Die Kosten für eine Beerdigung sind für die trauernden Angehörigen nicht selten eine zusätzliche finanzielle Bürde. Wer seine Hinterbliebenen davor bewahren will, kann jedoch bereits zu Lebzeiten vorsorgen.

Selbst eine normale Beerdigung kann je nach Bestattungsart schnell mehrere Tausend Euro kosten. Um seine Angehörigen neben der Trauer nicht auch noch mit den Beerdigungskosten zu belasten, kann man mit einer Sterbegeld-Versicherung bereits zu Lebzeiten entsprechend vorsorgen.

Bereits in 2013 kostete nach einer Studie der Stiftung Warentest eine normale Feuer- oder Seebestattung im Schnitt zwischen 2.000 und 7.000 Euro und eine Erdbestattung zwischen 4.000 und über 12.000 Euro – nach oben gibt es so gut wie keine Grenze.
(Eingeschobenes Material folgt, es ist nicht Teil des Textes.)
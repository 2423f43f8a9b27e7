//! Statement parsing - variable declarations, assignment, if, while, return.

use tksc_lex::{Keyword, TokenKind};

use crate::ast::*;
use crate::{ParseError, Parser};

/// What may legally follow an unterminated expression.
#[derive(Clone, Copy, PartialEq, Eq)]
enum StmtEnd {
    /// Top level: end of input closes a trailing inline expression.
    Eof,
    /// Inside a block: `]` closes a trailing expression.
    Block,
}

impl<'a> Parser<'a> {
    /// Parses a whole script: statements plus an optional trailing
    /// expression with no terminator (inline mode).
    pub fn parse_program(&mut self) -> Result<Program, ParseError> {
        let mut stmts = Vec::new();
        let mut trailing = None;

        while !self.is_at_end() {
            match self.parse_stmt(StmtEnd::Eof)? {
                StmtOutcome::Stmt(stmt) => stmts.push(stmt),
                StmtOutcome::Trailing(expr) => {
                    trailing = Some(expr);
                    break;
                }
            }
        }

        Ok(Program { stmts, trailing })
    }

    /// Parses one statement, or the trailing expression closing the script
    /// or block.
    fn parse_stmt(&mut self, end: StmtEnd) -> Result<StmtOutcome, ParseError> {
        match self.current_kind() {
            TokenKind::Keyword(Keyword::Variable) => self.parse_var_decl().map(StmtOutcome::Stmt),
            TokenKind::Keyword(Keyword::If) => self.parse_if_stmt().map(StmtOutcome::Stmt),
            TokenKind::Keyword(Keyword::While) => self.parse_while_stmt().map(StmtOutcome::Stmt),
            TokenKind::Keyword(Keyword::Return) => self.parse_return_stmt().map(StmtOutcome::Stmt),
            _ => self.parse_expr_or_assign(end),
        }
    }

    /// Parses `variable name: Type(.Sub)? (= init)? ;`.
    fn parse_var_decl(&mut self) -> Result<Stmt, ParseError> {
        let start = self.current_span();
        self.advance()?; // 'variable'

        let name = match self.current_kind() {
            TokenKind::Str(name) => name.clone(),
            _ => {
                return Err(ParseError::MissingVariableName {
                    span: self.current_span(),
                })
            }
        };
        self.advance()?;

        if *self.current_kind() != TokenKind::Colon {
            return Err(ParseError::MissingType {
                span: self.current_span(),
            });
        }
        self.advance()?;

        let ty = self.parse_type_decl()?;

        let init = if self.eat(&TokenKind::Eq)? {
            Some(self.parse_list_expr()?)
        } else {
            None
        };

        let end = self.current_span();
        self.expect_semicolon()?;

        Ok(Stmt::VarDecl(VarDeclStmt {
            name,
            ty,
            init,
            span: start.to(end),
        }))
    }

    /// Parses `Type` or `Type.Sub`. Unit keywords are valid segments
    /// (`NumberWithUnit.Px` lexes its subtype as a unit token).
    fn parse_type_decl(&mut self) -> Result<TypeDecl, ParseError> {
        let start = self.current_span();
        let base = self.type_segment()?;
        let mut span = start;
        let mut sub = None;

        if self.eat(&TokenKind::Dot)? {
            span = start.to(self.current_span());
            sub = Some(self.type_segment()?);
        }

        Ok(TypeDecl { base, sub, span })
    }

    fn type_segment(&mut self) -> Result<String, ParseError> {
        let text = match self.current_kind() {
            TokenKind::Str(name) => name.clone(),
            TokenKind::Format(unit) => unit.clone(),
            _ => {
                return Err(ParseError::MissingType {
                    span: self.current_span(),
                })
            }
        };
        self.advance()?;
        Ok(text)
    }

    /// Parses `if (cond) block (elif (cond) block)* (else block)? ;?`.
    fn parse_if_stmt(&mut self) -> Result<Stmt, ParseError> {
        let start = self.current_span();
        self.advance()?; // 'if'

        let mut arms = vec![self.parse_guarded_arm()?];
        let mut else_block = None;
        let mut end = arms[0].body.span;

        loop {
            match self.current_kind() {
                TokenKind::Keyword(Keyword::Elif) => {
                    self.advance()?;
                    let arm = self.parse_guarded_arm()?;
                    end = arm.body.span;
                    arms.push(arm);
                }
                TokenKind::Keyword(Keyword::Else) => {
                    self.advance()?;
                    let block = self.parse_block()?;
                    end = block.span;
                    else_block = Some(block);
                    break;
                }
                _ => break,
            }
        }

        // Statement terminator is optional after a block.
        self.eat(&TokenKind::Semicolon)?;

        Ok(Stmt::If(IfStmt {
            arms,
            else_block,
            span: start.to(end),
        }))
    }

    /// Parses `( cond ) block` - shared by `if` and `elif`.
    fn parse_guarded_arm(&mut self) -> Result<IfArm, ParseError> {
        self.expect(&TokenKind::LParen, "'(' before condition")?;
        let cond = self.parse_expr()?;
        self.expect(&TokenKind::RParen, "')' after condition")?;
        let body = self.parse_block()?;
        Ok(IfArm { cond, body })
    }

    /// Parses `while (cond) block ;?`.
    fn parse_while_stmt(&mut self) -> Result<Stmt, ParseError> {
        let start = self.current_span();
        self.advance()?; // 'while'

        self.expect(&TokenKind::LParen, "'(' before condition")?;
        let cond = self.parse_expr()?;
        self.expect(&TokenKind::RParen, "')' after condition")?;
        let body = self.parse_block()?;
        let span = start.to(body.span);

        self.eat(&TokenKind::Semicolon)?;

        Ok(Stmt::While(WhileStmt { cond, body, span }))
    }

    /// Parses `return expr ;`.
    fn parse_return_stmt(&mut self) -> Result<Stmt, ParseError> {
        let start = self.current_span();
        self.advance()?; // 'return'

        let value = self.parse_list_expr()?;
        let span = start.to(value.span());
        self.expect_semicolon()?;

        Ok(Stmt::Return(ReturnStmt { value, span }))
    }

    /// Parses `[ statement* ]`.
    fn parse_block(&mut self) -> Result<Block, ParseError> {
        let start = self.current_span();
        self.expect(&TokenKind::LBlock, "'[' to open block")?;

        let mut stmts = Vec::new();
        while !self.is_at_end() && *self.current_kind() != TokenKind::RBlock {
            match self.parse_stmt(StmtEnd::Block)? {
                StmtOutcome::Stmt(stmt) => stmts.push(stmt),
                StmtOutcome::Trailing(expr) => {
                    // A block has no value; keep the expression as a
                    // statement and let the closing bracket end the loop.
                    let span = expr.span();
                    stmts.push(Stmt::Expr(ExprStmt { expr, span }));
                    break;
                }
            }
        }

        let end = self.current_span();
        self.expect(&TokenKind::RBlock, "']' to close block")?;

        Ok(Block {
            stmts,
            span: start.to(end),
        })
    }

    /// Parses an expression statement or an assignment, depending on
    /// whether `=` follows the parsed expression.
    fn parse_expr_or_assign(&mut self, end: StmtEnd) -> Result<StmtOutcome, ParseError> {
        let expr = self.parse_list_expr()?;

        match self.current_kind() {
            TokenKind::Eq => {
                let target = lvalue_from_expr(expr)?;
                self.advance()?;
                let value = self.parse_list_expr()?;
                let span = target.span().to(value.span());
                self.expect_semicolon()?;
                Ok(StmtOutcome::Stmt(Stmt::Assign(AssignStmt {
                    target,
                    value,
                    span,
                })))
            }
            TokenKind::Semicolon => {
                let span = expr.span();
                self.advance()?;
                Ok(StmtOutcome::Stmt(Stmt::Expr(ExprStmt { expr, span })))
            }
            TokenKind::Eof if end == StmtEnd::Eof => Ok(StmtOutcome::Trailing(expr)),
            TokenKind::RBlock if end == StmtEnd::Block => Ok(StmtOutcome::Trailing(expr)),
            other => Err(ParseError::MissingTerminator {
                found: other.describe(),
                span: self.current_span(),
            }),
        }
    }
}

/// Outcome of parsing one statement position.
enum StmtOutcome {
    Stmt(Stmt),
    /// An expression ran into the end of the script/block with no `;`.
    Trailing(Expr),
}

/// Reinterprets an already-parsed expression as an assignment target.
fn lvalue_from_expr(expr: Expr) -> Result<LValue, ParseError> {
    let span = expr.span();
    match expr {
        Expr::Str(lit) => Ok(LValue::Var {
            name: lit.value,
            span: lit.span,
        }),
        Expr::Attribute(_) => {
            let mut chain = Vec::new();
            let mut cursor = expr;
            loop {
                match cursor {
                    Expr::Attribute(attr) => {
                        chain.push(attr.name);
                        cursor = *attr.receiver;
                    }
                    Expr::Str(lit) => {
                        chain.reverse();
                        return Ok(LValue::Attr {
                            base: lit.value,
                            chain,
                            span,
                        });
                    }
                    _ => return Err(ParseError::InvalidAssignTarget { span }),
                }
            }
        }
        _ => Err(ParseError::InvalidAssignTarget { span }),
    }
}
Die Ausgabenposten einer Beerdigung sind vielfältig: von den Grabgebühren über die Kosten für eine Überführung, einen Sarg, eine Urne und/oder den Grabstein bis hin zu den Ausgaben für Blumenschmuck, Traueranzeigen und eine Trauerfeier.

Wer zudem festlegen will, dass auch die Grabpflege für einige Jahre im Voraus gesichert ist und beispielsweise von einem Gärtner übernommen wird, muss noch einmal einige Hundert oder Tausend Euro hinzurechnen. Mit dem Abschluss einer Sterbegeld-Versicherung zu Lebzeiten kann man jedoch verhindern, dass man im Falle des eigenen Ablebens die Angehörigen mit diesen Kosten belastet.

Die Sterbegeldversicherung

Viele Lebensversicherer bieten eine solche Sterbegeld-Versicherung an. Für den Abschluss einer solchen Police müssen im Gegensatz zu einer normalen Risiko- oder Kapitallebens-Versicherung vom Versicherten in der Regel nur wenige oder gar keine Gesundheitsfragen beantwortet werden. Eine solche Sterbegeld-Versicherung, wie sie in der Regel von vielen Lebensversicherern angeboten wird, zahlt nach dem Ableben des Versicherten die vereinbarte Versicherungssumme an den in der Police vom Versicherungskunden festgelegten Begünstigten.

Ist kein Begünstigter im Vertrag festgelegt, erfolgt die Auszahlung an den gesetzlichen oder vom Versicherungskunden bestimmten Erben. In manchen Sterbegeld-Policen kann auch vereinbart werden, dass der Versicherer beim Ableben des Versicherten direkt ein bestimmtes Bestattungsinstitut mit der Beerdigung beauftragt und die Versicherungssumme auch an dieses Unternehmen auszahlt.

Im Gegensatz zu einer normalen Risiko- oder Kapitallebens-Versicherung sind bei einer Beantragung einer Sterbegeld-Versicherung meist nur wenige oder gar keine Gesundheitsfragen zu beantworten. Die Beiträge für eine solche Police sind bis zum Ende einer vereinbarten Einzahlungsdauer oder maximal bis zu einem bestimmten Höchstalter, in der Regel bis zum 85. Lebensjahr des Versicherten zu zahlen. Manche Versicherer bieten auch statt einer kontinuierlichen Zahlweise eine Einmalzahlung an.

Versicherungsschutz bis zum Tod

Bereits während und auch nach der Einzahlphase wird nach einer sogenannten Wartezeit – die Wartezeit kann je Policenvereinbarung zwischen sechs und 48 Monaten ab Vertragsbeginn betragen – beim Ableben des Versicherten die volle Versicherungssumme ausbezahlt. Stirbt der Versicherte innerhalb der Wartezeit, wird ein in den Vertragsbedingungen festgelegter Teil der vereinbarten Summe ausgezahlt. In vielen Policen kann aber auch vereinbart werden, dass im Falle eines Unfalltodes während der Wartezeit die volle Versicherungssumme ausbezahlt wird.

Die Beitragshöhe einer Sterbegeldversicherung hängt von der vereinbarten Versicherungssumme und dem Eintrittsalter des Versicherten bei Vertragsabschluss ab. Es gilt: Je jünger der Versicherte bei Vertragsabschluss ist, desto niedriger ist der Beitrag.

Wer Wert darauf legt, dass die Bestattung und die Trauerfeierlichkeiten der eigenen Beerdigung eine bestimmte Form haben, sollte dies mit den Angehörigen zu Lebzeiten besprechen. Er kann zudem eine sogenannte Bestattungsverfügung erstellen und diese bei einem Angehörigen, beim Pfarramt, beim Hausarzt oder beim gewünschten Bestattungsunternehmen hinterlegen.